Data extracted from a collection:
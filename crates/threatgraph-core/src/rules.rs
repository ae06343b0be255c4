use regex::Regex;

use crate::entity::EntityLabel;
use crate::relation::RelationKind;
use crate::Result;

/// One labeled entity pattern. Patterns are fixed configuration compiled
/// once at startup; a malformed pattern is fatal there, never per-record.
#[derive(Debug, Clone)]
pub struct EntityRule {
    pub label: EntityLabel,
    pub pattern: Regex,
}

impl EntityRule {
    pub fn new(label: EntityLabel, pattern: &str) -> Result<Self> {
        Ok(Self {
            label,
            pattern: Regex::new(&format!("(?i){pattern}"))?,
        })
    }
}

/// One relation trigger: a cue-phrase pattern plus the entity labels
/// eligible to become the tail of the emitted triple.
#[derive(Debug, Clone)]
pub struct RelationRule {
    pub kind: RelationKind,
    pub trigger: Regex,
    pub eligible: &'static [EntityLabel],
}

impl RelationRule {
    pub fn new(kind: RelationKind, trigger: &str, eligible: &'static [EntityLabel]) -> Result<Self> {
        Ok(Self {
            kind,
            trigger: Regex::new(&format!("(?i){trigger}"))?,
            eligible,
        })
    }
}

/// The full, ordered rule configuration: label-ordered entity patterns and
/// the relation trigger table. Rule order is match priority within a
/// sentence, but every rule is still applied to every sentence.
#[derive(Debug, Clone)]
pub struct RuleSet {
    pub entity_rules: Vec<EntityRule>,
    pub relation_rules: Vec<RelationRule>,
}

impl RuleSet {
    /// Builtin rules for MITRE ATT&CK group descriptions.
    pub fn builtin() -> Result<Self> {
        let mut entity_rules = Vec::new();

        let table: &[(EntityLabel, &[&str])] = &[
            (
                EntityLabel::ActorGroup,
                &[
                    r"\b(APT\d+|APT-\d+)\b",
                    r"\b(Wizard\s+Spider|BRONZE\s+BUTLER|Kimsuky|Naikon|Bluenoroff|Stardust\s+Chollima)\b",
                ],
            ),
            (
                EntityLabel::ToolMalware,
                &[
                    r"\b(Mimikatz|TrickBot|Ryuk|Conti|NESTEGG|NACHOCHEESE|Daserf|xxmm)\b",
                    r"\b(X-Agent|X-Tunnel|WinIDS|Responder|HAMMERTOSS|CHOPSTICK|POSHSPY)\b",
                    r"\b(HIGHNOON|POISONPLUG|HOMEUNIX|PowerShell\s+Empire|WinRAR)\b",
                    r"\b(backdoor|ransomware|malware|implant|web\s+shell)s?\b",
                ],
            ),
            (
                EntityLabel::Technique,
                &[
                    r"\b(spearphishing|phishing)\b",
                    r"\b(credential\s+dumping|credential\s+theft|credential\s+harvesting)\b",
                    r"\b(lateral\s+movement|privilege\s+escalation)\b",
                    r"\b(persistence|exfiltration|timestomping)\b",
                    r"\b(keylogging|password\s+spraying)\b",
                    r"\b(supply\s+chain\s+compromise|web\s+compromise)\b",
                    r"\b(command\s+and\s+control|C2)\b",
                ],
            ),
            (
                EntityLabel::Event,
                &[
                    r"\b(SolarWinds\s+Compromise)\b",
                    r"\b(Bangladesh\s+Bank\s+heist)\b",
                    r"\b(Hillary\s+Clinton\s+campaign)\b",
                    r"\b(Democratic\s+National\s+Committee)\b",
                    r"\b(Democratic\s+Congressional\s+Campaign\s+Committee)\b",
                ],
            ),
            (
                EntityLabel::Victim,
                &[
                    r"\b(Hillary\s+Clinton\s+campaign)\b",
                    r"\b(Democratic\s+National\s+Committee)\b",
                    r"\b(Democratic\s+Congressional\s+Campaign\s+Committee)\b",
                    r"\b(Bangladesh\s+Bank)\b",
                    r"\b(government|military|security\s+organizations)\b",
                ],
            ),
            (
                EntityLabel::Industry,
                &[
                    r"\b(telecommunications?|telecom)\b",
                    r"\b(healthcare|hospital)s?\b",
                    r"\b(technology|tech)\b",
                    r"\b(video\s+game|gaming)\b",
                    r"\b(biotechnology|biotech)\b",
                    r"\b(electronics\s+manufacturing)\b",
                    r"\b(industrial\s+chemistry)\b",
                    r"\b(oil\s+and\s+gas|energy)\b",
                    r"\b(financial|banking|finance)\b",
                    r"\b(cryptocurrency|crypto)\b",
                ],
            ),
            (
                EntityLabel::Region,
                &[
                    r"\b(Vietnam|Vietnamese)\b",
                    r"\b(Russia|Russian)\b",
                    r"\b(China|Chinese)\b",
                    r"\b(Iran|Iranian)\b",
                    r"\b(North\s+Korea|North\s+Korean)\b",
                    r"\b(South\s+Korea|South\s+Korean)\b",
                    r"\b(Southeast\s+Asia)\b",
                    r"\b(Europe|European)\b",
                    r"\b(NATO)\b",
                    r"\b(Philippines|Laos|Cambodia|Japan)\b",
                    r"\b(U\.S\.|United\s+States|UK)\b",
                ],
            ),
            (
                EntityLabel::Software,
                &[
                    r"\b(PowerShell)\b",
                    r"\b(Microsoft\s+Office)\b",
                    r"\b(WMI)\b",
                    r"\b(Registry)\b",
                    r"\b(RDP)\b",
                    r"\b(cloud\s+storage)\b",
                ],
            ),
            (
                EntityLabel::Vulnerability,
                &[r"\b(CVE-\d{4}-\d{4,})\b"],
            ),
            // EntityLabel::Indicator reserved, no patterns yet.
        ];

        for (label, patterns) in table {
            for pattern in *patterns {
                entity_rules.push(EntityRule::new(*label, pattern)?);
            }
        }

        let relation_rules = vec![
            RelationRule::new(
                RelationKind::Uses,
                r"(has\s+used|used|deployed)",
                &[EntityLabel::ToolMalware],
            )?,
            RelationRule::new(
                RelationKind::Targets,
                r"(target|targeting|targeted)",
                &[EntityLabel::Industry, EntityLabel::Victim],
            )?,
            RelationRule::new(
                RelationKind::OperatesIn,
                r"(based|operates|active|origins?)",
                &[EntityLabel::Region],
            )?,
            RelationRule::new(
                RelationKind::Attacks,
                r"(compromised|attacked|breached|interfere)",
                &[EntityLabel::Victim, EntityLabel::Region],
            )?,
            RelationRule::new(
                RelationKind::ExploitsSoftware,
                r"(via|through|using|with)",
                &[EntityLabel::Software],
            )?,
            RelationRule::new(
                RelationKind::ExploitsVulnerability,
                r"(exploit|exploited|exploiting|leverag)",
                &[EntityLabel::Vulnerability],
            )?,
        ];

        Ok(Self {
            entity_rules,
            relation_rules,
        })
    }

    /// Entity rules for one label, in declaration order.
    pub fn entity_rules_for(&self, label: EntityLabel) -> impl Iterator<Item = &EntityRule> {
        self.entity_rules.iter().filter(move |r| r.label == label)
    }
}

#[cfg(test)]
mod tests {
    use super::*;

    #[test]
    fn builtin_rules_compile() {
        let rules = RuleSet::builtin().unwrap();
        assert!(!rules.entity_rules.is_empty());
        assert_eq!(rules.relation_rules.len(), 6);
    }

    #[test]
    fn rules_match_case_insensitively() {
        let rules = RuleSet::builtin().unwrap();
        let tool_rule = rules
            .entity_rules_for(EntityLabel::ToolMalware)
            .next()
            .unwrap();
        assert!(tool_rule.pattern.is_match("they dropped MIMIKATZ here"));
        assert!(tool_rule.pattern.is_match("they dropped mimikatz here"));
    }

    #[test]
    fn indicator_label_has_no_rules() {
        let rules = RuleSet::builtin().unwrap();
        assert_eq!(rules.entity_rules_for(EntityLabel::Indicator).count(), 0);
    }

    #[test]
    fn malformed_pattern_is_a_startup_error() {
        assert!(EntityRule::new(EntityLabel::ToolMalware, r"(unclosed").is_err());
    }
}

→ **Exercise directions**: All lines in the entries above that hold the word "Industry" need to be copied.

→ **Answer to this task**:
                EntityLabel::Industry,
                &[EntityLabel::Industry, EntityLabel::Victim],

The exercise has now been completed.